Exercise description — Only a number is expected: how many lines in the data below contain the word "through".

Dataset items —
━━━━━━━━━━

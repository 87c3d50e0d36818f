//! The selection state machine.
//!
//! [`Selection`] owns "which file is selected, if any" together with
//! its [`Preview`], and derives a [`View`] describing which host-page
//! surfaces are visible. The browser layer renders the view; it never
//! decides visibility on its own.
//!
//! # Stale image reads
//!
//! Image previews are read asynchronously. [`Selection::select`] hands
//! out a [`ReadTicket`] stamped with the selection generation, and
//! every `select` or `clear` advances the generation. A completed read
//! is applied through [`Selection::complete_read`], which drops it
//! unless the ticket is still current, so a slow read for an earlier
//! file can never overwrite the preview of a newer one.

use log::debug;

use crate::accept::{AcceptPolicy, Rejection};
use crate::preview::{Preview, VisibleSurface};
use crate::types::{SelectedFile, UiState};

/// Errors returned by selection and submission.
#[derive(Debug, Clone, PartialEq, Eq, thiserror::Error)]
pub enum SelectionError {
    /// Submission was attempted without a file.
    #[error("no file selected")]
    NoFileSelected,

    /// The file failed the configured [`AcceptPolicy`].
    #[error(transparent)]
    Rejected(#[from] Rejection),

    /// The form is already submitting; the selection is frozen.
    #[error("the form is already being submitted")]
    Locked,
}

/// Proof that an image read was issued for a particular selection.
///
/// Not `Clone`: each ticket completes at most once.
#[derive(Debug, PartialEq, Eq)]
#[must_use = "an image read must be started for this ticket"]
pub struct ReadTicket {
    generation: u64,
}

/// The selected file as shown in the summary.
#[derive(Debug, Clone, PartialEq, Eq)]
pub struct Summary<'a> {
    /// File name.
    pub name: &'a str,
    /// Formatted size, e.g. `"2 MB"`.
    pub size: String,
}

/// Everything the renderer needs to draw the widget.
///
/// The picker prompt and the summary are mutually exclusive by
/// construction: the prompt is visible exactly when there is no summary.
#[derive(Debug, Clone, PartialEq, Eq)]
pub struct View<'a> {
    /// Current state.
    pub state: UiState,
    /// Summary of the selected file; `None` when empty.
    pub summary: Option<Summary<'a>>,
    /// The one visible preview surface, if any.
    pub preview: Option<VisibleSurface<'a>>,
}

impl View<'_> {
    /// Whether the picker prompt (drop target) is shown.
    #[must_use]
    pub const fn prompt_visible(&self) -> bool {
        self.summary.is_none()
    }

    /// Whether the preview container is shown.
    #[must_use]
    pub const fn preview_container_visible(&self) -> bool {
        self.summary.is_some()
    }

    /// Whether the submit control shows its busy indicator and is disabled.
    #[must_use]
    pub const fn busy(&self) -> bool {
        matches!(self.state, UiState::Submitting)
    }
}

/// Preview of an empty selection.
static NO_PREVIEW: Preview = Preview::None;

struct Current<H> {
    file: SelectedFile,
    handle: H,
    preview: Preview,
}

enum Phase<H> {
    Empty,
    Selected(Current<H>),
    Submitting(Current<H>),
}

/// Single-file selection state.
///
/// `H` is whatever the host uses to refer to the file's bytes (a
/// browser `File` in `docdrop-io`, `()` in tests). It is stored
/// alongside the metadata and handed back through [`Selection::handle`].
pub struct Selection<H = ()> {
    phase: Phase<H>,
    generation: u64,
    accept: Option<AcceptPolicy>,
}

impl<H> Default for Selection<H> {
    fn default() -> Self {
        Self::new(None)
    }
}

impl<H> Selection<H> {
    /// An empty selection with an optional acceptance policy.
    #[must_use]
    pub const fn new(accept: Option<AcceptPolicy>) -> Self {
        Self {
            phase: Phase::Empty,
            generation: 0,
            accept,
        }
    }

    /// Current state.
    #[must_use]
    pub const fn state(&self) -> UiState {
        match self.phase {
            Phase::Empty => UiState::Empty,
            Phase::Selected(_) => UiState::Selected,
            Phase::Submitting(_) => UiState::Submitting,
        }
    }

    const fn current(&self) -> Option<&Current<H>> {
        match &self.phase {
            Phase::Empty => None,
            Phase::Selected(current) | Phase::Submitting(current) => Some(current),
        }
    }

    const fn current_mut(&mut self) -> Option<&mut Current<H>> {
        match &mut self.phase {
            Phase::Empty => None,
            Phase::Selected(current) | Phase::Submitting(current) => Some(current),
        }
    }

    /// Metadata of the selected file.
    #[must_use]
    pub fn file(&self) -> Option<&SelectedFile> {
        self.current().map(|c| &c.file)
    }

    /// Host handle of the selected file.
    #[must_use]
    pub fn handle(&self) -> Option<&H> {
        self.current().map(|c| &c.handle)
    }

    /// Current preview; [`Preview::None`] when empty.
    #[must_use]
    pub fn preview(&self) -> &Preview {
        self.current().map_or(&NO_PREVIEW, |c| &c.preview)
    }

    /// Whether [`select`](Self::select) would accept `file`, without
    /// changing anything.
    ///
    /// Lets the caller finish side effects that can fail (such as
    /// copying a dropped file into the native input) before committing.
    ///
    /// # Errors
    ///
    /// The same errors `select` would return.
    pub fn check(&self, file: &SelectedFile) -> Result<(), SelectionError> {
        if matches!(self.phase, Phase::Submitting(_)) {
            return Err(SelectionError::Locked);
        }
        if let Some(policy) = &self.accept {
            policy.check(file)?;
        }
        Ok(())
    }

    /// Select `file`, replacing any previous selection wholesale.
    ///
    /// Returns a [`ReadTicket`] when the file is an image: the caller
    /// must read it as a data URI and report back through
    /// [`complete_read`](Self::complete_read). Icons need no ticket.
    ///
    /// # Errors
    ///
    /// Returns [`SelectionError::Locked`] while submitting, or
    /// [`SelectionError::Rejected`] if the acceptance policy turns the
    /// file away. The previous selection is kept in both cases.
    pub fn select(
        &mut self,
        file: SelectedFile,
        handle: H,
    ) -> Result<Option<ReadTicket>, SelectionError> {
        self.check(&file)?;

        self.generation += 1;
        let kind = file.kind();
        let preview = Preview::for_kind(kind);
        let ticket = preview.is_loading().then_some(ReadTicket {
            generation: self.generation,
        });

        debug!(
            "selected {:?} ({} bytes, {kind:?}), generation {}",
            file.name, file.size_bytes, self.generation
        );
        self.phase = Phase::Selected(Current {
            file,
            handle,
            preview,
        });
        Ok(ticket)
    }

    /// Drop the selection.
    ///
    /// Returns `true` if something changed. Clearing an empty selection
    /// is a no-op, and a submitting selection cannot be cleared.
    pub fn clear(&mut self) -> bool {
        match self.phase {
            Phase::Selected(_) => {
                self.generation += 1;
                self.phase = Phase::Empty;
                debug!("selection cleared, generation {}", self.generation);
                true
            }
            Phase::Empty | Phase::Submitting(_) => false,
        }
    }

    /// Whether `ticket` still belongs to the current selection.
    #[must_use]
    pub const fn is_current(&self, ticket: &ReadTicket) -> bool {
        ticket.generation == self.generation
    }

    /// Apply a finished image read.
    ///
    /// Returns `true` if the preview changed. A stale ticket (the file
    /// was removed or replaced since the read started) is discarded.
    pub fn complete_read(&mut self, ticket: ReadTicket, data_uri: String) -> bool {
        if !self.is_current(&ticket) {
            debug!(
                "discarding stale preview read (generation {}, current {})",
                ticket.generation, self.generation
            );
            return false;
        }
        self.current_mut()
            .is_some_and(|current| current.preview.resolve(data_uri))
    }

    /// Guard a form submission.
    ///
    /// `native_files` is the number of files in the native picker, the
    /// control actually transmitted with the form. On success the state
    /// becomes [`UiState::Submitting`] and stays there.
    ///
    /// # Errors
    ///
    /// Returns [`SelectionError::NoFileSelected`] if nothing is selected
    /// or the native picker is empty, and [`SelectionError::Locked`] if
    /// the form is already submitting. The state is unchanged on error.
    pub fn submit(&mut self, native_files: usize) -> Result<(), SelectionError> {
        match std::mem::replace(&mut self.phase, Phase::Empty) {
            Phase::Selected(current) if native_files > 0 => {
                debug!("submitting {:?}", current.file.name);
                self.phase = Phase::Submitting(current);
                Ok(())
            }
            Phase::Submitting(current) => {
                self.phase = Phase::Submitting(current);
                Err(SelectionError::Locked)
            }
            other => {
                self.phase = other;
                Err(SelectionError::NoFileSelected)
            }
        }
    }

    /// Describe the visible surfaces for the current state.
    #[must_use]
    pub fn view(&self) -> View<'_> {
        let current = self.current();
        View {
            state: self.state(),
            summary: current.map(|c| Summary {
                name: &c.file.name,
                size: c.file.formatted_size(),
            }),
            preview: current.and_then(|c| c.preview.visible_surface()),
        }
    }
}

━━━━━━━━━━

Answer box — 3